IRIARTE, Tomás de
Letterato spagnolo, nato a Orotava (Tenerife) il 18 settembre 1750, morto a Madrid il 17 settembre 1791. I caratteri specifici della sua cultura, orientata subito verso le forme chiare e razionali della letteratura francese contemporanea, traggono origine dall'educazione che gl'impartì, non appena giunto a Madrid (1764), lo zio bibliotecario Don Juan, e spiegano l'azione pertinacemente svolta da lui contro il teatro nazionale in favore delle commedie del Destouches, del Voltaire, del Molière e di altri, che egli tradusse, trasformò, adattò alle scene spagnole (1769-72). Non ebbe successo la sua commedia Hacer que hacemos (1770), che s'attiene a quei modelli; pure gli valse il posto di traduttore nella segreteria di stato (1771), e l'incarico di dirigere El Mercurio histórico y político (1772). Sempre in sostegno di una radicale trasformazione del teatro, accettando nel loro assoluto rigore le regole pseudoaristoteliche, egli compose la satira Los literatos en cuaresma (Madrid 1773), e, fedele al suo concetto di un'arte docente, tradusse in versi senza nervo e prosasticamente diluiti, la Poetica di Orazio (1777). Alle critiche che gliene vennero, specialmente da parte di Lopez de Sedano, rispose col dialogo Donde las dan las toman (1778). Nel 1780, pubblicato a spese dello stato per volontà del Floridablanca, uscì il poemetto in cinque canti La Música di carattere didascalico, essenzialmente tecnico per l'arte del violino, con generali considerazioni sull'efficacia della musica nel suscitare gli affetti. Poeticamente è povera cosa, ma ebbe le lodi del Metastasio e l'onore di varie traduzioni. (trad. ital. di A. Garzia, Venezia 1789; di G. C. Ghisi, Firenze 1868).
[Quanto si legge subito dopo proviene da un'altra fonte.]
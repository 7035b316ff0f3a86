//! Types for the `OpenAI` chat-completions API.

use serde::{Deserialize, Serialize};

/// A message in a chat-completions conversation.
#[derive(Debug, Clone, Serialize, Deserialize)]
pub struct Message {
    /// The role of the message sender ("system", "user" or "assistant").
    pub role: String,
    /// The content of the message.
    pub content: String,
}

impl Message {
    /// Build a user message.
    #[must_use]
    pub fn user(content: impl Into<String>) -> Self {
        Self {
            role: "user".to_string(),
            content: content.into(),
        }
    }
}

/// Request body for the chat-completions endpoint.
#[derive(Debug, Clone, Serialize)]
pub struct ChatRequest {
    /// Model to use (e.g., "gpt-4o-mini").
    pub model: String,
    /// Conversation messages.
    pub messages: Vec<Message>,
    /// Sampling temperature. The translation call pins this to 0.
    pub temperature: f32,
}

/// Response from the chat-completions endpoint.
#[derive(Debug, Clone, Deserialize)]
pub struct ChatResponse {
    /// Unique response ID.
    pub id: String,
    /// Model that generated the response.
    pub model: String,
    /// Completion choices; the pipeline only reads the first.
    pub choices: Vec<Choice>,
    /// Token usage information.
    pub usage: Option<Usage>,
}

/// One completion choice.
#[derive(Debug, Clone, Deserialize)]
pub struct Choice {
    /// The generated message.
    pub message: ResponseMessage,
    /// Reason generation stopped (e.g., "stop", "length").
    pub finish_reason: Option<String>,
}

/// The assistant message inside a choice.
#[derive(Debug, Clone, Deserialize)]
pub struct ResponseMessage {
    /// Role, always "assistant" for completions.
    pub role: String,
    /// Generated text; absent for refusals or tool calls.
    pub content: Option<String>,
}

/// Token usage counters.
#[derive(Debug, Clone, Copy, Deserialize)]
pub struct Usage {
    pub prompt_tokens: u32,
    pub completion_tokens: u32,
    pub total_tokens: u32,
}
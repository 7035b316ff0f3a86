//! Newtype IDs for type-safe entity references.
//!
//! Use the `define_id!` macro to create type-safe ID wrappers that prevent
//! accidentally mixing IDs from different entity types.

use serde::{Deserialize, Serialize};

/// Macro to define a type-safe ID wrapper.
///
/// Creates a newtype wrapper around `i64` (SQLite rowid width) with:
/// - `Serialize`/`Deserialize` with `#[serde(transparent)]`
/// - `Debug`, `Clone`, `Copy`, `PartialEq`, `Eq`, `Hash`
/// - Conversion methods: `new()`, `as_i64()`
/// - `From<i64>` and `Into<i64>` implementations
/// - `sqlx` `Type`, `Encode`, and `Decode` implementations (with `sqlite` feature)
///
/// # Example
///
/// ```rust
/// # use datascout_core::define_id;
/// define_id!(CustomerId);
/// define_id!(OrderId);
///
/// let customer_id = CustomerId::new(1);
/// let order_id = OrderId::new(1);
///
/// // These are different types, so this won't compile:
/// // let _: CustomerId = order_id;
/// ```
#[macro_export]
macro_rules! define_id {
    ($name:ident) => {
        #[derive(
            Debug,
            Clone,
            Copy,
            PartialEq,
            Eq,
            Hash,
            ::serde::Serialize,
            ::serde::Deserialize
        )]
        #[serde(transparent)]
        pub struct $name(i64);

        impl $name {
            /// Create a new ID from an i64 value.
            #[must_use]
            pub const fn new(id: i64) -> Self {
                Self(id)
            }

            /// Get the underlying i64 value.
            #[must_use]
            pub const fn as_i64(&self) -> i64 {
                self.0
            }
        }

        impl ::core::fmt::Display for $name {
            fn fmt(&self, f: &mut ::core::fmt::Formatter<'_>) -> ::core::fmt::Result {
                write!(f, "{}", self.0)
            }
        }

        impl From<i64> for $name {
            fn from(id: i64) -> Self {
                Self(id)
            }
        }

        impl From<$name> for i64 {
            fn from(id: $name) -> Self {
                id.0
            }
        }

        #[cfg(feature = "sqlite")]
        impl ::sqlx::Type<::sqlx::Sqlite> for $name {
            fn type_info() -> ::sqlx::sqlite::SqliteTypeInfo {
                <i64 as ::sqlx::Type<::sqlx::Sqlite>>::type_info()
            }

            fn compatible(ty: &::sqlx::sqlite::SqliteTypeInfo) -> bool {
                <i64 as ::sqlx::Type<::sqlx::Sqlite>>::compatible(ty)
            }
        }

        #[cfg(feature = "sqlite")]
        impl<'r> ::sqlx::Decode<'r, ::sqlx::Sqlite> for $name {
            fn decode(
                value: ::sqlx::sqlite::SqliteValueRef<'r>,
            ) -> ::core::result::Result<Self, ::sqlx::error::BoxDynError> {
                let id = <i64 as ::sqlx::Decode<::sqlx::Sqlite>>::decode(value)?;
                Ok(Self(id))
            }
        }

        #[cfg(feature = "sqlite")]
        impl<'q> ::sqlx::Encode<'q, ::sqlx::Sqlite> for $name {
            fn encode_by_ref(
                &self,
                buf: &mut Vec<::sqlx::sqlite::SqliteArgumentValue<'q>>,
            ) -> ::core::result::Result<::sqlx::encode::IsNull, ::sqlx::error::BoxDynError> {
                <i64 as ::sqlx::Encode<'q, ::sqlx::Sqlite>>::encode_by_ref(&self.0, buf)
            }
        }
    };
}

define_id!(CustomerId);
define_id!(CategoryId);
define_id!(ProductId);
define_id!(OrderId);
define_id!(OrderDetailId);
define_id!(PaymentId);
define_id!(ShipperId);
define_id!(ReviewId);

/// A reference to a row in another table that is expected, but not guaranteed,
/// to resolve.
///
/// The seeder draws foreign-key values uniformly from the id range of the
/// referenced table without checking existence, and foreign-key enforcement is
/// left off on the connection. `WeakRef` names that contract at the type level
/// so callers do not mistake these columns for validated references.
#[derive(Debug, Clone, Copy, PartialEq, Eq, Hash, Serialize, Deserialize)]
#[serde(transparent)]
pub struct WeakRef<T>(T);

impl<T: Copy> WeakRef<T> {
    /// Wrap an unchecked reference.
    #[must_use]
    pub const fn new(id: T) -> Self {
        Self(id)
    }

    /// Get the referenced id without any existence guarantee.
    #[must_use]
    pub const fn get(&self) -> T {
        self.0
    }
}
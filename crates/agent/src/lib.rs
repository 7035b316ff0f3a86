//! DataScout Agent library.
//!
//! This crate provides the NL-to-SQL console as a library, allowing it to be
//! tested and reused by the integration-tests crate.
//!
//! # Pipeline
//!
//! One user action runs one pipeline pass: the question is interpolated into
//! a static prompt, sent to the `OpenAI` chat-completions API, and the reply
//! is executed verbatim as SQL against the demo database. Either a result
//! table or the caught error text is rendered; nothing is retried, validated,
//! or cached.

#![cfg_attr(not(test), forbid(unsafe_code))]

pub mod config;
pub mod error;
pub mod exec;
pub mod openai;
pub mod routes;
pub mod state;
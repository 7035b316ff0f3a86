//! Verbatim SQL execution against the demo database.
//!
//! The string returned by the translation call is executed exactly as
//! received. Statements are not inspected, so a generated `DROP TABLE` runs
//! without confirmation; that looseness is part of the pipeline's observable
//! behavior and is deliberately not tightened here.
//!
//! TODO: statement allow-listing for generated SQL is tracked as technical
//! debt; adding it changes what the console will execute and needs its own
//! decision.

use sqlx::sqlite::SqliteRow;
use sqlx::{Column, Row, SqlitePool, TypeInfo, ValueRef};
use tracing::instrument;

/// Result of executing one statement: column names and stringified rows.
///
/// Statements that return no rows (DDL, inserts) produce an outcome with no
/// columns and no rows.
#[derive(Debug, Clone, Default, PartialEq, Eq)]
pub struct QueryOutcome {
    /// Column names, in select order. Empty when no rows came back.
    pub columns: Vec<String>,
    /// Every value rendered for display.
    pub rows: Vec<Vec<String>>,
}

impl QueryOutcome {
    /// Whether the statement produced any rows.
    #[must_use]
    pub fn is_empty(&self) -> bool {
        self.rows.is_empty()
    }
}

/// Execute `sql` against the demo database and render every value.
///
/// # Errors
///
/// Returns `sqlx::Error` for any execution failure (syntax errors included);
/// the caller displays the error text instead of propagating it.
#[instrument(skip(pool, sql))]
pub async fn run_statement(pool: &SqlitePool, sql: &str) -> Result<QueryOutcome, sqlx::Error> {
    let rows = sqlx::query(sql).fetch_all(pool).await?;

    let columns = rows.first().map_or_else(Vec::new, |row| {
        row.columns()
            .iter()
            .map(|c| c.name().to_string())
            .collect()
    });

    let rows = rows
        .iter()
        .map(render_row)
        .collect::<Result<Vec<_>, _>>()?;

    Ok(QueryOutcome { columns, rows })
}

fn render_row(row: &SqliteRow) -> Result<Vec<String>, sqlx::Error> {
    (0..row.len()).map(|i| render_value(row, i)).collect()
}

/// Render one column of one row as display text, by declared SQLite type.
fn render_value(row: &SqliteRow, index: usize) -> Result<String, sqlx::Error> {
    let raw = row.try_get_raw(index)?;
    if raw.is_null() {
        return Ok("NULL".to_string());
    }

    let type_name = raw.type_info().name().to_string();
    match type_name.as_str() {
        "INTEGER" | "BOOLEAN" => Ok(row.try_get::<i64, _>(index)?.to_string()),
        "REAL" => Ok(row.try_get::<f64, _>(index)?.to_string()),
        "BLOB" => {
            let bytes: Vec<u8> = row.try_get(index)?;
            Ok(format!("<blob: {} bytes>", bytes.len()))
        }
        _ => row.try_get(index),
    }
}

#[cfg(test)]
mod tests {
    use super::*;
    use datascout_seeder::{create_pool, seed_demo};

    async fn demo_pool() -> SqlitePool {
        let pool = create_pool(":memory:").await.expect("pool");
        seed_demo(&pool).await.expect("seed");
        pool
    }

    #[tokio::test]
    async fn test_select_returns_columns_and_rows() {
        let pool = demo_pool().await;
        let outcome = run_statement(&pool, "SELECT name, email FROM customers ORDER BY customer_id")
            .await
            .expect("select");

        assert_eq!(outcome.columns, vec!["name", "email"]);
        assert_eq!(outcome.rows.len(), 3);
        assert_eq!(outcome.rows[0], vec!["Alice", "alice@example.com"]);
    }

    #[tokio::test]
    async fn test_value_rendering_by_type() {
        let pool = demo_pool().await;
        let outcome = run_statement(
            &pool,
            "SELECT product_name, price, stock_quantity, NULL AS missing \
             FROM products WHERE product_id = 1",
        )
        .await
        .expect("select");

        assert_eq!(
            outcome.rows[0],
            vec!["Laptop", "1200.5", "10", "NULL"]
        );
    }

    #[tokio::test]
    async fn test_malformed_sql_is_an_error_not_a_panic() {
        let pool = demo_pool().await;
        let result = run_statement(&pool, "SELEKT * FROM customers").await;
        assert!(result.is_err());
    }

    #[tokio::test]
    async fn test_error_text_from_upstream_fails_like_malformed_sql() {
        // A translation failure hands its message to the caller, which may
        // still display it next to an execution error, never a crash.
        let pool = demo_pool().await;
        let result = run_statement(&pool, "Error code: 429 - insufficient_quota").await;
        assert!(result.is_err());
    }

    #[tokio::test]
    async fn test_non_select_statement_returns_empty_outcome() {
        let pool = demo_pool().await;
        let outcome = run_statement(&pool, "DROP TABLE orders")
            .await
            .expect("destructive statements execute without confirmation");
        assert!(outcome.is_empty());
        assert!(outcome.columns.is_empty());

        let result = run_statement(&pool, "SELECT * FROM orders").await;
        assert!(result.is_err(), "table is really gone");
    }
}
Ma la fama dell'I. è tuttavia essenzialmente legata alle Fábulas literarias (Madrid 1782), via via aumentate di numero, in tutto settantasei, che formano nel loro complesso un trattato di educazione letteraria, più critico e satirico che costruttivo, inteso a mettere festosamente in rilievo i difetti più appariscenti nelle opere di quel tempo, in nome delle norme comuni del buon senso, della moralità e del buon costume. È poesia lieve, che si adagia senza sforzo e con uno stile semplice, quasi senza pretese, in libere forme metriche varie d'intonazione e di misura, assecondando il mobile giuoco della rappresentazione fantastica e chiudendosi in sentenze energiche e ingegnose. Le Fábulas, dove non mancano allusioni a Ramón de la Cruz, al Meléndez Valdés e ad altri letterati, furono criticate dal Forner (El asno erudito, 1782) cui l'I. rispose con Para casos tales (Madrid 1782). Ormai capo del movimento neoclassico francese, che cominciava a produrre opere originali, l'I. scrisse le commedie: El señorito mimado (1783) e La señorita mal criada (1785), contro la falsa educazione che lasciava la gioventù ai proprî istinti di egoismo e di orgoglio; rappresentò la donna perfetta in El don de gentes (1790), e, come esempio di ripresa dei temi nazionali, diede Guzmán el Bueno (1791), monologo con intermezzi musicali. Così tutta l'opera dell'I., che si mantiene nei termini medî di una discreta cultura e di un certo buon gusto, resta a illuminare l'orizzonte letterario che s'incurvava sulla Spagna del sec. XVIII.
Ediz.: Obras de I. en verso y en prosa, Madrid 1805, voll. 8; Poesías inéditas, ed. R. Foulché-Delbosc, in Revue Hispanique, II (1895), p. 70 segg.; Poesías, in Bibl. Aut. Esp., LXIII; Fábulas literarias, ed. J. Fitzmaurice-Kelly, Oxford 1917.
Bibl.: E. Cotarelo y Mori, I. y su época, Madrid 1897; L. A. de Cueto, Historia critica de la poesia castellana, Madrid 1893, I, p. 461 segg.